Reframing Education and Engagement for Rising Gen Inheritors

Whitney Webb is the Managing Director of Governance and Education at Cresset Capital helping to prepare families for the responsibilities and challenges of wealth transfer.

Preparing the rising generation to inherit significant wealth is a process, not an event, and along that journey, the words and mindsets we use matter deeply. Based on over a decade of experience working with rising gen members and their families, below are several important reframes and ways to implement them today.

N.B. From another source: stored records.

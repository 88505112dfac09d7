//! Network data source over the host [`HttpClient`].

use async_trait::async_trait;
use bridge_traits::http::{ByteRange, ByteStream, HttpClient, HttpRequest};
use bytes::Bytes;
use core_runtime::logging::redact_url;
use futures::StreamExt;
use std::collections::HashMap;
use std::sync::Arc;
use tracing::{debug, trace};

use super::{DataSource, DataSourceFactory, DataSpec};
use crate::error::{PlaybackError, Result};

/// Builds [`HttpDataSource`]s sharing a client, user agent and default headers.
#[derive(Clone)]
pub struct HttpDataSourceFactory {
    client: Arc<dyn HttpClient>,
    user_agent: String,
    default_headers: HashMap<String, String>,
}

impl HttpDataSourceFactory {
    pub fn new(client: Arc<dyn HttpClient>, user_agent: impl Into<String>) -> Self {
        Self {
            client,
            user_agent: user_agent.into(),
            default_headers: HashMap::new(),
        }
    }

    /// Merge headers sent with every request; later values win per name.
    ///
    /// A `User-Agent` entry is ignored, the factory's user agent always wins.
    pub fn with_default_headers(mut self, headers: HashMap<String, String>) -> Self {
        for (name, value) in headers {
            if !name.eq_ignore_ascii_case("user-agent") {
                self.default_headers.insert(name, value);
            }
        }
        self
    }

    pub fn user_agent(&self) -> &str {
        &self.user_agent
    }

    pub fn default_headers(&self) -> &HashMap<String, String> {
        &self.default_headers
    }

    pub fn create_http_source(&self) -> HttpDataSource {
        HttpDataSource {
            client: Arc::clone(&self.client),
            user_agent: self.user_agent.clone(),
            headers: self.default_headers.clone(),
            body: None,
            skip: 0,
            remaining: None,
            resource_length: None,
        }
    }
}

impl DataSourceFactory for HttpDataSourceFactory {
    fn create_data_source(&self) -> Box<dyn DataSource> {
        Box::new(self.create_http_source())
    }
}

/// Ranged GET of one [`DataSpec`].
///
/// Upstreams that ignore `Range` and answer `200` get their leading bytes
/// skipped locally. A `416` means the position lies past the end and reads
/// as an empty resource.
pub struct HttpDataSource {
    client: Arc<dyn HttpClient>,
    user_agent: String,
    headers: HashMap<String, String>,
    body: Option<ByteStream>,
    skip: u64,
    remaining: Option<u64>,
    resource_length: Option<u64>,
}

#[async_trait]
impl DataSource for HttpDataSource {
    async fn open(&mut self, spec: &DataSpec) -> Result<Option<u64>> {
        self.close().await?;
        self.resource_length = None;

        if spec.length == Some(0) {
            self.remaining = Some(0);
            return Ok(Some(0));
        }

        let request = HttpRequest::get(spec.uri.clone())
            .headers(self.headers.clone())
            .user_agent(self.user_agent.clone())
            .range(ByteRange::new(spec.position, spec.length));

        debug!(
            url = %redact_url(&spec.uri),
            position = spec.position,
            length = ?spec.length,
            "Opening HTTP source"
        );

        let response = self.client.open(request).await?;

        if response.is_range_not_satisfiable() {
            debug!(position = spec.position, "Range past end of resource");
            self.resource_length = response.content_range_total();
            self.remaining = Some(0);
            return Ok(Some(0));
        }

        if !response.is_success() {
            return Err(PlaybackError::Http {
                status: response.status,
                url: redact_url(&spec.uri).to_string(),
            });
        }

        let available = if response.is_partial_content() {
            self.resource_length = response.content_range_total();
            self.skip = 0;
            response.content_length
        } else {
            if spec.position > 0 {
                debug!(
                    skip = spec.position,
                    "Upstream ignored Range, skipping leading bytes"
                );
            }
            self.resource_length = response.content_length;
            self.skip = spec.position;
            response
                .content_length
                .map(|total| total.saturating_sub(spec.position))
        };

        self.remaining = match (spec.length, available) {
            (Some(wanted), Some(available)) => Some(wanted.min(available)),
            (Some(wanted), None) => Some(wanted),
            (None, available) => available,
        };
        self.body = Some(response.body);

        Ok(self.remaining)
    }

    async fn read(&mut self) -> Result<Option<Bytes>> {
        loop {
            if self.remaining == Some(0) {
                self.body = None;
                return Ok(None);
            }

            let Some(body) = self.body.as_mut() else {
                return Ok(None);
            };

            let mut chunk = match body.next().await {
                None => {
                    self.body = None;
                    return Ok(None);
                }
                Some(Err(e)) => {
                    self.body = None;
                    return Err(e.into());
                }
                Some(Ok(chunk)) => chunk,
            };

            if self.skip > 0 {
                let skipped = self.skip.min(chunk.len() as u64);
                chunk = chunk.slice(skipped as usize..);
                self.skip -= skipped;
                if chunk.is_empty() {
                    continue;
                }
            }

            if let Some(remaining) = self.remaining {
                if chunk.len() as u64 > remaining {
                    chunk.truncate(remaining as usize);
                }
                self.remaining = Some(remaining - chunk.len() as u64);
            }

            trace!(bytes = chunk.len(), "HTTP chunk");
            return Ok(Some(chunk));
        }
    }

    async fn close(&mut self) -> Result<()> {
        self.body = None;
        self.skip = 0;
        self.remaining = None;
        Ok(())
    }

    fn resource_length(&self) -> Option<u64> {
        self.resource_length
    }
}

  1. Reframe: From Individual Focus to Family-Centric Learning

No one likes to be told what to do, even when it is for their own benefit. Effective education, change, and transitions happen with input and buy-in from all generations rather than a top-down mandate. Instead of singling out next-gen members, reframe education as a family-wide endeavor, fostering a culture of shared learning and understanding. By involving the entire family in educational initiatives, we shift the focus from individual responsibility to collective growth and cohesion.


2. Reframe: From Financial Fluency to Financial Confidence

While some family members may be looking to become experts in a space, many only need the confidence to ask the right questions. Keep educational sessions concise to maintain engagement, with a maximum of 20 minutes for lectures or presentations. Encourage hands-on, experiential learning that empowers next-gen members to take action, explore, and learn from real-world scenarios, fostering confidence and autonomy. Examples might include performing a rapid market assessment on a new industry or potential investment or asking the rising gen to help lead the charge in interviewing a new family advisor.?


3. Reframe: From Responsibility to Opportunity

Money is anxiety-inducing for most people, regardless of where they fall on the wealth spectrum. While it is important to be financially prudent and plan for future generations, staying in this mindset can feel heavy and sometimes paralyzing. Bring excitement and collaboration to your family by posing questions such as “What is the best impact this money can have on us and those we care about?”?

Use this mindset shift in more specific conversations as well, such as budgeting. Instead of saying “You need to stop overspending or there won’t be anything left for your children” try, “Why don’t we talk about your financial plans so you can get more of what you really want.”


4. Reframe: From Uniformity to Individuality

Many parents who plan to leave substantial assets for their children prioritize ongoing harmony and unity. But these priorities can lead to expectations of uniformity that can be challenging to fulfill and may unintentionally add stress to the individuals and/or their sibling relationships. Thriving families focus on family harmony through the lens of celebrating differing values, priorities, and walks of life. A family discussion on the unique skills each member brings to the table can be a fun way to recognize and celebrate individual strengths.?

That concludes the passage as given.